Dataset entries
═══

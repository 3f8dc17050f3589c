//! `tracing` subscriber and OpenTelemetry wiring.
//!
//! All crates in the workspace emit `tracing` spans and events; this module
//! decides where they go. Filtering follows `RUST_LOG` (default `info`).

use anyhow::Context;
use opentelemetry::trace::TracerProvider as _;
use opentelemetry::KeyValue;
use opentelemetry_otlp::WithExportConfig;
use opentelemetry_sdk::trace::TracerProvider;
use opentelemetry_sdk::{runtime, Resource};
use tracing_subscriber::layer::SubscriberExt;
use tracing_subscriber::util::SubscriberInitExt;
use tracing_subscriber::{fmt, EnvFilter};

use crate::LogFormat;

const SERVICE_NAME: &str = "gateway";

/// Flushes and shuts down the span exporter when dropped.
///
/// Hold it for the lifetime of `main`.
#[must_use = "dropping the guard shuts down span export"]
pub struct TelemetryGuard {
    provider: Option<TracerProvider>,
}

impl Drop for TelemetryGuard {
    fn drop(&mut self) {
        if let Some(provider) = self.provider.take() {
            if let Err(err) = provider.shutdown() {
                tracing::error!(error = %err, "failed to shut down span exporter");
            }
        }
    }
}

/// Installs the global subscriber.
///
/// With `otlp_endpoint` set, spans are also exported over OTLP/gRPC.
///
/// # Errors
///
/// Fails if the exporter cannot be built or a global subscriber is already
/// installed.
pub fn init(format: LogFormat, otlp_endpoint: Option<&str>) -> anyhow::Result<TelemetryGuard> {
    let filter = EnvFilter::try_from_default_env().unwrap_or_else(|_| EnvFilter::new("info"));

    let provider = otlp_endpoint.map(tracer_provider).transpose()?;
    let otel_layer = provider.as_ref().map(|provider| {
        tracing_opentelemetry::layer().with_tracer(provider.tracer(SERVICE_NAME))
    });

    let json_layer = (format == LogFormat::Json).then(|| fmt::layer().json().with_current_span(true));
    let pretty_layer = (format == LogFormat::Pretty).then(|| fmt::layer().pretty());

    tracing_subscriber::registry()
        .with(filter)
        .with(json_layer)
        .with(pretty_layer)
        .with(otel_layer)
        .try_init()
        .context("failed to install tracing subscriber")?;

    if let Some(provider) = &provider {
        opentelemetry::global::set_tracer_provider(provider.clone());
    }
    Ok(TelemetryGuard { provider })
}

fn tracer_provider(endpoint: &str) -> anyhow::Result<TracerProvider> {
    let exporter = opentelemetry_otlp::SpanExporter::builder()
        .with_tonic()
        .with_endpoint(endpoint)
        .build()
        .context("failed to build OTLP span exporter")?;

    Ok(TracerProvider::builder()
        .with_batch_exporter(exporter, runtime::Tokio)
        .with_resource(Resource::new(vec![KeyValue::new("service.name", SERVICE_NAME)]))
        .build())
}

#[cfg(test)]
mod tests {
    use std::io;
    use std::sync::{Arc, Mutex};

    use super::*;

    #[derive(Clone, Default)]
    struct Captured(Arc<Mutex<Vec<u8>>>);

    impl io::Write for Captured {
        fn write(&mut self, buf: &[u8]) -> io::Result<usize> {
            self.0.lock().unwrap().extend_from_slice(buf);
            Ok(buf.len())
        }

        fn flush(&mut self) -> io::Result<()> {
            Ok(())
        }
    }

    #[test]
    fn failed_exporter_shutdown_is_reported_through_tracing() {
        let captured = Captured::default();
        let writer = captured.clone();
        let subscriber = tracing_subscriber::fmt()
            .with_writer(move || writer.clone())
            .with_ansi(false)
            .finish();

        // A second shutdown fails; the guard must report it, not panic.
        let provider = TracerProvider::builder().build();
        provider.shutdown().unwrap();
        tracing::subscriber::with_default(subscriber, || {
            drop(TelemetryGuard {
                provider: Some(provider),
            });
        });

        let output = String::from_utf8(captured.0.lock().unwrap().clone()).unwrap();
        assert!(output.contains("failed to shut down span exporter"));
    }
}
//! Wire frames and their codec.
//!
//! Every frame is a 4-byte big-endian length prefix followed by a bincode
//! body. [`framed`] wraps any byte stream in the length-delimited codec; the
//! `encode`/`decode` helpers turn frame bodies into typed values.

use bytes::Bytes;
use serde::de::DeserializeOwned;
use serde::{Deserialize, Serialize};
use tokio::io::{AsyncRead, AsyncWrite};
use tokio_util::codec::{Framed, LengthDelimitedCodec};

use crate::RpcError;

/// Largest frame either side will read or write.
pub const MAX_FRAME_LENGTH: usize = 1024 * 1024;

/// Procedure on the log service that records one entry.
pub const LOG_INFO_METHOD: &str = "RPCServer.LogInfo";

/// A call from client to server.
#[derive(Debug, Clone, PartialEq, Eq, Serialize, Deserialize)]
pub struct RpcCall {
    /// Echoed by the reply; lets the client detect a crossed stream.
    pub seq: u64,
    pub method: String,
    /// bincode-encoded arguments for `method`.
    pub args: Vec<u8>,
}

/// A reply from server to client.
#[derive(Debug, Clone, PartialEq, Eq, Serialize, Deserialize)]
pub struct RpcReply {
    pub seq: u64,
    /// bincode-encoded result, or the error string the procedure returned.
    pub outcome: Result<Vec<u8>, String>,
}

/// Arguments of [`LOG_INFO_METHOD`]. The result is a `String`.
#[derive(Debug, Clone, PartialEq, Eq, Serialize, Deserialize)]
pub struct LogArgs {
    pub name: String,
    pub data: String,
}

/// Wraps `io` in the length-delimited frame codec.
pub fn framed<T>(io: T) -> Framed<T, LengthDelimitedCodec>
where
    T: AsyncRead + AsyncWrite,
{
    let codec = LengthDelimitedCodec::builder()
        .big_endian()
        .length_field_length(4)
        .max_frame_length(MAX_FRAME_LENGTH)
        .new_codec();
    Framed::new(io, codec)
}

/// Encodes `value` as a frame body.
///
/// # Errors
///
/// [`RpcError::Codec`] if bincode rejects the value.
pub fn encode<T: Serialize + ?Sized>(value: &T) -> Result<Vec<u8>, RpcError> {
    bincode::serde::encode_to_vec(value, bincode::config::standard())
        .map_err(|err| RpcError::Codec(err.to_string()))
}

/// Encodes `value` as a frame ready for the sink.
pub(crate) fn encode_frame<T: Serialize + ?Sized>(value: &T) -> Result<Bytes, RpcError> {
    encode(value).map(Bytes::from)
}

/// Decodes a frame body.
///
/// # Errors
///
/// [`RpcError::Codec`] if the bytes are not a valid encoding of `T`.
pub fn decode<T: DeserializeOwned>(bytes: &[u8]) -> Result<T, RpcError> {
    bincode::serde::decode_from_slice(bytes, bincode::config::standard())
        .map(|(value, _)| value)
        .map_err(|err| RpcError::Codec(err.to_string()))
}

═══

WHAT NEEDS TO BE DONE:
All of the data, start to finish: please output it exactly.

RESULT OF THIS TASK:
repository 3f8dc17050f3589c
//! `tracing` subscriber and OpenTelemetry wiring.
//!
//! All crates in the workspace emit `tracing` spans and events; this module
//! decides where they go. Filtering follows `RUST_LOG` (default `info`).

use anyhow::Context;
use opentelemetry::trace::TracerProvider as _;
use opentelemetry::KeyValue;
use opentelemetry_otlp::WithExportConfig;
use opentelemetry_sdk::trace::TracerProvider;
use opentelemetry_sdk::{runtime, Resource};
use tracing_subscriber::layer::SubscriberExt;
use tracing_subscriber::util::SubscriberInitExt;
use tracing_subscriber::{fmt, EnvFilter};

use crate::LogFormat;

const SERVICE_NAME: &str = "gateway";

/// Flushes and shuts down the span exporter when dropped.
///
/// Hold it for the lifetime of `main`.
#[must_use = "dropping the guard shuts down span export"]
pub struct TelemetryGuard {
    provider: Option<TracerProvider>,
}

impl Drop for TelemetryGuard {
    fn drop(&mut self) {
        if let Some(provider) = self.provider.take() {
            if let Err(err) = provider.shutdown() {
                tracing::error!(error = %err, "failed to shut down span exporter");
            }
        }
    }
}

/// Installs the global subscriber.
///
/// With `otlp_endpoint` set, spans are also exported over OTLP/gRPC.
///
/// # Errors
///
/// Fails if the exporter cannot be built or a global subscriber is already
/// installed.
pub fn init(format: LogFormat, otlp_endpoint: Option<&str>) -> anyhow::Result<TelemetryGuard> {
    let filter = EnvFilter::try_from_default_env().unwrap_or_else(|_| EnvFilter::new("info"));

    let provider = otlp_endpoint.map(tracer_provider).transpose()?;
    let otel_layer = provider.as_ref().map(|provider| {
        tracing_opentelemetry::layer().with_tracer(provider.tracer(SERVICE_NAME))
    });

    let json_layer = (format == LogFormat::Json).then(|| fmt::layer().json().with_current_span(true));
    let pretty_layer = (format == LogFormat::Pretty).then(|| fmt::layer().pretty());

    tracing_subscriber::registry()
        .with(filter)
        .with(json_layer)
        .with(pretty_layer)
        .with(otel_layer)
        .try_init()
        .context("failed to install tracing subscriber")?;

    if let Some(provider) = &provider {
        opentelemetry::global::set_tracer_provider(provider.clone());
    }
    Ok(TelemetryGuard { provider })
}

fn tracer_provider(endpoint: &str) -> anyhow::Result<TracerProvider> {
    let exporter = opentelemetry_otlp::SpanExporter::builder()
        .with_tonic()
        .with_endpoint(endpoint)
        .build()
        .context("failed to build OTLP span exporter")?;

    Ok(TracerProvider::builder()
        .with_batch_exporter(exporter, runtime::Tokio)
        .with_resource(Resource::new(vec![KeyValue::new("service.name", SERVICE_NAME)]))
        .build())
}

#[cfg(test)]
mod tests {
    use std::io;
    use std::sync::{Arc, Mutex};

    use super::*;

    #[derive(Clone, Default)]
    struct Captured(Arc<Mutex<Vec<u8>>>);

    impl io::Write for Captured {
        fn write(&mut self, buf: &[u8]) -> io::Result<usize> {
            self.0.lock().unwrap().extend_from_slice(buf);
            Ok(buf.len())
        }

        fn flush(&mut self) -> io::Result<()> {
            Ok(())
        }
    }

    #[test]
    fn failed_exporter_shutdown_is_reported_through_tracing() {
        let captured = Captured::default();
        let writer = captured.clone();
        let subscriber = tracing_subscriber::fmt()
            .with_writer(move || writer.clone())
            .with_ansi(false)
            .finish();

        // A second shutdown fails; the guard must report it, not panic.
        let provider = TracerProvider::builder().build();
        provider.shutdown().unwrap();
        tracing::subscriber::with_default(subscriber, || {
            drop(TelemetryGuard {
                provider: Some(provider),
            });
        });

        let output = String::from_utf8(captured.0.lock().unwrap().clone()).unwrap();
        assert!(output.contains("failed to shut down span exporter"));
    }
}
//! Wire frames and their codec.
//!
//! Every frame is a 4-byte big-endian length prefix followed by a bincode
//! body. [`framed`] wraps any byte stream in the length-delimited codec; the
//! `encode`/`decode` helpers turn frame bodies into typed values.

use bytes::Bytes;
use serde::de::DeserializeOwned;
use serde::{Deserialize, Serialize};
use tokio::io::{AsyncRead, AsyncWrite};
use tokio_util::codec::{Framed, LengthDelimitedCodec};

use crate::RpcError;

/// Largest frame either side will read or write.
pub const MAX_FRAME_LENGTH: usize = 1024 * 1024;

/// Procedure on the log service that records one entry.
pub const LOG_INFO_METHOD: &str = "RPCServer.LogInfo";

/// A call from client to server.
#[derive(Debug, Clone, PartialEq, Eq, Serialize, Deserialize)]
pub struct RpcCall {
    /// Echoed by the reply; lets the client detect a crossed stream.
    pub seq: u64,
    pub method: String,
    /// bincode-encoded arguments for `method`.
    pub args: Vec<u8>,
}

/// A reply from server to client.
#[derive(Debug, Clone, PartialEq, Eq, Serialize, Deserialize)]
pub struct RpcReply {
    pub seq: u64,
    /// bincode-encoded result, or the error string the procedure returned.
    pub outcome: Result<Vec<u8>, String>,
}

/// Arguments of [`LOG_INFO_METHOD`]. The result is a `String`.
#[derive(Debug, Clone, PartialEq, Eq, Serialize, Deserialize)]
pub struct LogArgs {
    pub name: String,
    pub data: String,
}

/// Wraps `io` in the length-delimited frame codec.
pub fn framed<T>(io: T) -> Framed<T, LengthDelimitedCodec>
where
    T: AsyncRead + AsyncWrite,
{
    let codec = LengthDelimitedCodec::builder()
        .big_endian()
        .length_field_length(4)
        .max_frame_length(MAX_FRAME_LENGTH)
        .new_codec();
    Framed::new(io, codec)
}

/// Encodes `value` as a frame body.
///
/// # Errors
///
/// [`RpcError::Codec`] if bincode rejects the value.
pub fn encode<T: Serialize + ?Sized>(value: &T) -> Result<Vec<u8>, RpcError> {
    bincode::serde::encode_to_vec(value, bincode::config::standard())
        .map_err(|err| RpcError::Codec(err.to_string()))
}

/// Encodes `value` as a frame ready for the sink.
pub(crate) fn encode_frame<T: Serialize + ?Sized>(value: &T) -> Result<Bytes, RpcError> {
    encode(value).map(Bytes::from)
}

/// Decodes a frame body.
///
/// # Errors
///
/// [`RpcError::Codec`] if the bytes are not a valid encoding of `T`.
pub fn decode<T: DeserializeOwned>(bytes: &[u8]) -> Result<T, RpcError> {
    bincode::serde::decode_from_slice(bytes, bincode::config::standard())
        .map(|(value, _)| value)
        .map_err(|err| RpcError::Codec(err.to_string()))
}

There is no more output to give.